Below are records; state how many of their lines hold the word "ProtocolSession", and give only the figure.

** Provided information follows **

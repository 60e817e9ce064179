//! Remote Connection Module
//!
//! Protocol-agnostic connection management: the [`ProtocolSession`] seam
//! both transports implement, error classification, retry backoff,
//! per-path operation locks, health tracking and the [`ConnectionManager`]
//! that ties them together.

pub mod classify;
pub mod error;
pub mod health;
pub mod identity;
pub mod lock;
pub mod manager;
pub mod path;
pub mod retry;
pub mod session;
pub mod state;

#[cfg(test)]
pub(crate) mod testing;

pub use classify::{classify, classify_message, ErrorClass};
pub use error::{RemoteError, RemoteResult};
pub use health::{HealthMonitor, HealthSnapshot, KeepAliveOutcome};
pub use identity::{local_cache_path, ConnectionIdentity};
pub use lock::{OperationLockGuard, OperationLockRegistry, Verb};
pub use manager::ConnectionManager;
pub use retry::RetryPolicy;
pub use session::{DefaultConnector, ProtocolSession, RemoteEntry, SessionConnector};
pub use state::{SessionState, StateEvent};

** End of Provided information **

** Exercise result **
2